Study finds key to HIV resistance Findings offer new clues to effective vaccine
WASHINGTON, Nov 5, (Agencies): Tiny variants in a protein that alerts the body to infection could explain how one in 300 HIV-infected people are able to resist the onset of AIDS for years without needing any treatment, researchers said Thursday.
“HIV is slowly revealing its secrets... Knowing how an effective immune response against HIV is generated is an important step toward replicating that response with a vaccine,” said Bruce Walker, co-senior author of a study released Thursday.
“We have a long way to go before translating this into a treatment for infected patients and a vaccine to prevent infection, but we are an important step closer,” added the director of the Ragon Institute of Massachusetts General Hospital.
For nearly 20 years, doctors have known that a small minority of HIV-infected individuals — about one in 300 — are naturally able to suppress viral replication with their immune system, keeping viral load at extremely low levels.
Genome
“We found that, of the three billion nucleotides in the human genome, just a handful make the difference between those who can stay healthy in spite of HIV infection and those who, without treatment, will develop AIDS,” said Walker.
“Understanding where this difference occurs allows us to sharpen the focus of our efforts to ultimately harness the immune system to defend against HIV,” he added in the study published in Friday’s issue of Science magazine. Researchers led by Ragon Institute’s Florencia Pereyra enrolled 3,500 individuals in clinics around the world, including 2,500 with progressive HIV infection and 1,000 controllers — HIV infected people resistant to AIDS. Through a genome-wide association study, which tests variations at a million points in the human genome, the researchers identified some 300 sites that were statistically associated with immune control of HIV.
The sites were all in regions of chromosome 6 that code for so-called HLA proteins.
Without fully sequencing that genome region, which was unfeasible given the number of participants, the researchers developed a process that pinpointed specific amino acids that have a key role in viral control.
Further testing linked differences in five amino acids in the HLA-B protein to viral control mechanisms.
“Our work demonstrates that these variants could make a crucial difference in the individual’s ability to control HIV by changing how HLA-B presents peptides from this virus to the immune system,” said Walker.
Slight differences in five amino acids in a protein called HLA-B may explain why certain people resist the human immunodeficiency virus, US researchers said on Thursday in a study that lends new clues about how to make a vaccine to prevent AIDS.
“For a long time, we’ve known that some people progress extremely rapidly when they get infected, and others can stay well for three decades and never need treatment and still look entirely well,” said Dr.
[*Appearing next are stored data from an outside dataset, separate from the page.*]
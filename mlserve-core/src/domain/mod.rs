pub mod access;
pub mod environment;
pub mod error;
pub mod model;
pub mod serving;

// Re-exports pratiques pour simplifier les imports ailleurs
pub use environment::Environment;
pub use error::DomainError;
// mlserve-core/src/lib.rs

// 1. Mandatory documentation for production code
#![allow(missing_docs)] // On autorise le manque de doc pour le moment

// 2. Memory safety
#![deny(unsafe_code)]
// 3. Robustness
#![warn(clippy::unwrap_used)]
#![warn(clippy::expect_used)]
// 4. Performance
#![warn(clippy::perf)]

// --- MODULES HEXAGONAUX ---

// 1. Ports (Interfaces / Traits)
// Contrats vers la plateforme externe (Registry, Serving, Identity).
pub mod ports;

// 2. Domain (Cœur du métier)
// Model references, endpoint descriptors, ACLs, environment tags.
// Ne dépend de RIEN d'autre (ni infra, ni app).
pub mod domain;

// 3. Infrastructure (Adapters)
// Databricks REST adapter, config file loading, report persistence.
pub mod infrastructure;

// 4. Application (Use Cases)
// Reconciliation (deploy) and registration.
pub mod application;

// --- GESTION DES ERREURS GLOBALE ---
pub mod error;

// --- RE-EXPORTS (FACADE) ---
pub use error::MlserveError;
// mlserve/src/commands/env.rs
//
// USE CASE: Print what the current configuration resolves to. No platform call.

use std::path::PathBuf;

use mlserve_core::infrastructure::config::ConfigOverrides;

use super::load_settings;

pub fn execute(config: Option<PathBuf>, environment: Option<String>) -> miette::Result<()> {
    let overrides = ConfigOverrides {
        environment,
        ..Default::default()
    };
    let (settings, environment) = load_settings(config.as_deref(), overrides)?;

    println!("🌍 environment={}", environment);
    println!("   host={}", settings.host());
    println!("   catalog={}", settings.catalog());
    println!("   schema={}", settings.schema);
    if let Ok(model) = settings.model() {
        println!("   model={}", model);
    }

    Ok(())
}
Bruce Walker of Massachusetts General Hospital and Harvard University, whose study appears in the journal Science.
Techniques
“We thought we could apply new techniques from the human genome project to understand what the genetic basis was for that,” he said. About one in 300 people infected with HIV can suppress the virus with the immune system, keeping the virus at extremely low levels.
The team searched the genetic makeup of nearly 1,000 people with that ability and compared it with the genetic code of 2,600 others who were infected with HIV.
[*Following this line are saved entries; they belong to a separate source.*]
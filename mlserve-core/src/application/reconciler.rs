// mlserve-core/src/application/reconciler.rs

use serde::Serialize;
use tracing::{error, info, instrument};

use crate::application::report::{DeployReport, EndpointOutcome, PermissionOutcome};
use crate::domain::access::{AccessControlEntry, AccessControlList};
use crate::domain::error::DomainError;
use crate::domain::model::{ModelName, ModelReference};
use crate::domain::serving::{EndpointDescriptor, WorkloadShape, endpoint_name_for};
use crate::ports::{IdentityProvider, ModelRegistry, ServingPlatform};

#[derive(Debug, Clone, Copy, PartialEq, Eq, Serialize)]
#[serde(rename_all = "snake_case")]
pub enum UpsertAction {
    Created,
    Updated,
}

#[derive(Debug, Clone, PartialEq, Eq)]
pub struct Reconciled {
    pub descriptor: EndpointDescriptor,
    pub action: UpsertAction,
}

/// What a deploy run should converge to.
#[derive(Debug, Clone)]
pub struct DeployRequest {
    pub model: ModelName,
    pub alias: String,
    /// Principals that keep access besides the running identity.
    pub access_control: Vec<AccessControlEntry>,
}

/// Drives the serving platform to serve one model version, then sets the ACL.
///
/// Single pass, no retries: create-or-update is decided by an explicit
/// existence query, and the ACL is always submitted as a full replacement.
pub struct EndpointReconciler<'a> {
    registry: &'a dyn ModelRegistry,
    serving: &'a dyn ServingPlatform,
    identity: &'a dyn IdentityProvider,
    workload: WorkloadShape,
}

impl<'a> EndpointReconciler<'a> {
    pub fn new(
        registry: &'a dyn ModelRegistry,
        serving: &'a dyn ServingPlatform,
        identity: &'a dyn IdentityProvider,
    ) -> Self {
        Self {
            registry,
            serving,
            identity,
            workload: WorkloadShape::default(),
        }
    }

    pub fn with_workload(mut self, workload: WorkloadShape) -> Self {
        self.workload = workload;
        self
    }

    #[instrument(skip(self), fields(model = %model))]
    pub async fn resolve_model(
        &self,
        model: &ModelName,
        alias: &str,
    ) -> Result<ModelReference, DomainError> {
        let reference = self
            .registry
            .get_by_alias(model, alias)
            .await
            .map_err(|e| DomainError::ModelResolution {
                model: model.full_name(),
                alias: alias.to_string(),
                reason: e.to_string(),
            })?;

        info!(version = reference.version, "Resolved model alias");
        Ok(reference)
    }

    pub async fn exists(&self, name: &str) -> Result<bool, DomainError> {
        self.serving
            .exists(name)
            .await
            .map_err(|e| DomainError::EndpointUpsert {
                endpoint: name.to_string(),
                reason: format!("existence check failed: {}", e),
            })
    }

    #[instrument(skip(self), fields(model = %model))]
    pub async fn reconcile_endpoint(
        &self,
        model: &ModelReference,
    ) -> Result<Reconciled, DomainError> {
        let descriptor = EndpointDescriptor::for_model(model, self.workload);
        let name = descriptor.name.clone();

        let action = if self.exists(&name).await? {
            info!(endpoint = %name, "Endpoint exists, updating served entity");
            self.serving
                .update_endpoint_config(&name, &descriptor)
                .await
                .map_err(|e| DomainError::EndpointUpsert {
                    endpoint: name.clone(),
                    reason: format!("update failed: {}", e),
                })?;
            UpsertAction::Updated
        } else {
            info!(endpoint = %name, "Endpoint absent, creating it");
            self.serving
                .create_endpoint(&descriptor)
                .await
                .map_err(|e| DomainError::EndpointUpsert {
                    endpoint: name.clone(),
                    reason: format!("create failed: {}", e),
                })?;
            UpsertAction::Created
        };

        Ok(Reconciled { descriptor, action })
    }

    /// Replaces the endpoint ACL with the running identity (`CAN_MANAGE`) plus `extra`.
    #[instrument(skip(self, extra), fields(extra = extra.len()))]
    pub async fn apply_permissions(
        &self,
        endpoint_id: &str,
        extra: &[AccessControlEntry],
    ) -> Result<AccessControlList, DomainError> {
        let permission_error = |reason: String| DomainError::Permission {
            endpoint: endpoint_id.to_string(),
            reason,
        };

        let identity = self
            .identity
            .current_identity()
            .await
            .map_err(|e| permission_error(format!("could not determine current identity: {}", e)))?;

        let acl = AccessControlList::owned_by(&identity, extra);
        info!(
            identity = %identity,
            key = identity.principal().acl_key(),
            "Keeping the running identity in the ACL"
        );

        self.serving
            .set_permissions(endpoint_id, &acl)
            .await
            .map_err(|e| permission_error(e.to_string()))?;

        Ok(acl)
    }

    /// Resolve (fatal) => upsert endpoint (reported) => set permissions (reported).
    #[instrument(skip(self, request), fields(model = %request.model, alias = %request.alias))]
    pub async fn deploy(&self, request: &DeployRequest) -> Result<DeployReport, DomainError> {
        let model = self.resolve_model(&request.model, &request.alias).await?;
        let endpoint_name = endpoint_name_for(&model.name);

        let endpoint = match self.reconcile_endpoint(&model).await {
            Ok(Reconciled {
                action: UpsertAction::Created,
                ..
            }) => EndpointOutcome::Created,
            Ok(Reconciled {
                action: UpsertAction::Updated,
                ..
            }) => EndpointOutcome::Updated,
            Err(e) => EndpointOutcome::Failed {
                reason: reported(&endpoint_name, e),
            },
        };

        let permissions = match self.serving.get_endpoint(&endpoint_name).await {
            Ok(observed) => {
                match self
                    .apply_permissions(&observed.id, &request.access_control)
                    .await
                {
                    Ok(acl) => PermissionOutcome::Applied {
                        entries: acl.entries().to_vec(),
                    },
                    Err(e) => PermissionOutcome::Failed {
                        reason: reported(&endpoint_name, e),
                    },
                }
            }
            Err(e) => {
                let err = DomainError::Permission {
                    endpoint: endpoint_name.clone(),
                    reason: format!("endpoint lookup failed: {}", e),
                };
                PermissionOutcome::Failed {
                    reason: reported(&endpoint_name, err),
                }
            }
        };

        Ok(DeployReport {
            model,
            alias: request.alias.clone(),
            endpoint_name,
            endpoint,
            permissions,
            finished_at: chrono::Utc::now().to_rfc3339(),
        })
    }
}

/// Logs a non-fatal deploy failure and returns the reason kept in the report.
fn reported(endpoint: &str, err: DomainError) -> String {
    error!(endpoint, "{}", err);
    err.to_string()
}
That helped them identify some 300 different sites in the genetic code that were linked with immune control of HIV, all located on chromosome 6.
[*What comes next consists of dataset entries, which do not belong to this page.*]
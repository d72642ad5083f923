// mlserve-core/src/infrastructure/error.rs

use miette::Diagnostic;
use thiserror::Error;

#[derive(Error, Debug, Diagnostic)]
pub enum InfrastructureError {
    // --- HTTP (Transport) ---
    #[error("HTTP Error: {0}")]
    #[diagnostic(
        code(mlserve::infra::http),
        help("Check DATABRICKS_HOST and network access to the workspace.")
    )]
    Http(#[from] reqwest::Error),

    // --- PLATFORM (Databricks REST answered with an error) ---
    #[error("Databricks API Error (HTTP {status}) [{}]: {message}", .code.as_deref().unwrap_or("UNKNOWN"))]
    #[diagnostic(code(mlserve::infra::api))]
    Api {
        status: u16,
        code: Option<String>,
        message: String,
    },

    #[error("Unexpected response from Databricks: {0}")]
    #[diagnostic(code(mlserve::infra::decode))]
    Decode(String),

    // --- FILESYSTEM (IO) ---
    #[error("File System Error: {0}")]
    #[diagnostic(
        code(mlserve::infra::io),
        help("Check file permissions or path validity.")
    )]
    Io(#[from] std::io::Error),

    // --- CONFIG / YAML ---
    #[error("YAML Parsing Error: {0}")]
    #[diagnostic(
        code(mlserve::infra::yaml),
        help("Check your YAML syntax (indentation, types).")
    )]
    YamlError(#[from] serde_yaml::Error),

    #[error("Configuration Error: {0}")]
    #[diagnostic(code(mlserve::infra::config))]
    ConfigError(String),

    #[error("Deploy configuration not found at '{0}'")]
    #[diagnostic(code(mlserve::infra::config_missing))]
    ConfigNotFound(String),
}

impl InfrastructureError {
    pub const NOT_FOUND_CODE: &'static str = "RESOURCE_DOES_NOT_EXIST";
    pub const ALREADY_EXISTS_CODE: &'static str = "RESOURCE_ALREADY_EXISTS";

    pub fn is_not_found(&self) -> bool {
        match self {
            InfrastructureError::Api { status, code, .. } => {
                *status == 404 || code.as_deref() == Some(Self::NOT_FOUND_CODE)
            }
            _ => false,
        }
    }

    pub fn is_already_exists(&self) -> bool {
        match self {
            InfrastructureError::Api { status, code, .. } => {
                *status == 409 || code.as_deref() == Some(Self::ALREADY_EXISTS_CODE)
            }
            _ => false,
        }
    }
}

#[cfg(test)]
mod tests {
    use super::*;

    fn api(status: u16, code: Option<&str>) -> InfrastructureError {
        InfrastructureError::Api {
            status,
            code: code.map(str::to_string),
            message: "boom".to_string(),
        }
    }

    #[test]
    fn test_not_found_by_status_or_code() {
        assert!(api(404, None).is_not_found());
        assert!(api(400, Some("RESOURCE_DOES_NOT_EXIST")).is_not_found());
        assert!(!api(403, Some("PERMISSION_DENIED")).is_not_found());
        assert!(!InfrastructureError::ConfigError("x".into()).is_not_found());
    }

    #[test]
    fn test_already_exists_is_explicit() {
        assert!(api(400, Some("RESOURCE_ALREADY_EXISTS")).is_already_exists());
        assert!(api(409, None).is_already_exists());
        assert!(!api(400, Some("QUOTA_EXCEEDED")).is_already_exists());
    }

    #[test]
    fn test_api_error_display_carries_code() {
        assert_eq!(
            api(400, Some("QUOTA_EXCEEDED")).to_string(),
            "Databricks API Error (HTTP 400) [QUOTA_EXCEEDED]: boom"
        );
        assert_eq!(
            api(500, None).to_string(),
            "Databricks API Error (HTTP 500) [UNKNOWN]: boom"
        );
    }
}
They narrowed that down to four single-letter changes in the DNA, known as single nucleotide polymorphisms or SNPs — pronounced “snips” — all related to the immune system.
“We did a second study where we looked amino acid by amino acid in that region,” Walker said.
They found five amino acids in the HLA-B protein linked with differences in a person’s ability to control HIV.
That protein is important for helping the immune system tag and destroy cells infected by a virus, and Walker said those genetic variants could make a big difference in a person’s ability to control HIV.
Knowing how some people mount an effective immune response to HIV could be an important step in understanding how to make a vaccine to fight the virus.
Cautions
It was not a vaccine yet, Walker cautions, but it is promising.
“We’ve got a clearer indication of why people can survive in the face of HIV, and we’ve gotten more focused in terms of the research we need to do to get where we’ve got to go,” he said.
No vaccine exists against the human immunodeficiency virus that causes AIDS. Since the AIDS pandemic started in the early 1980s, almost 60 million people have been infected with HIV, many of them in Africa, and it has killed 25 million.
In September 2009, scientists reported their biggest success yet with an experimental vaccine that showed a modest effect and appeared to slow the rate of infection by about 30 percent. In July, US researchers found antibodies that can protect against a wide range of AIDS viruses and said they may be able to use them to design a vaccine.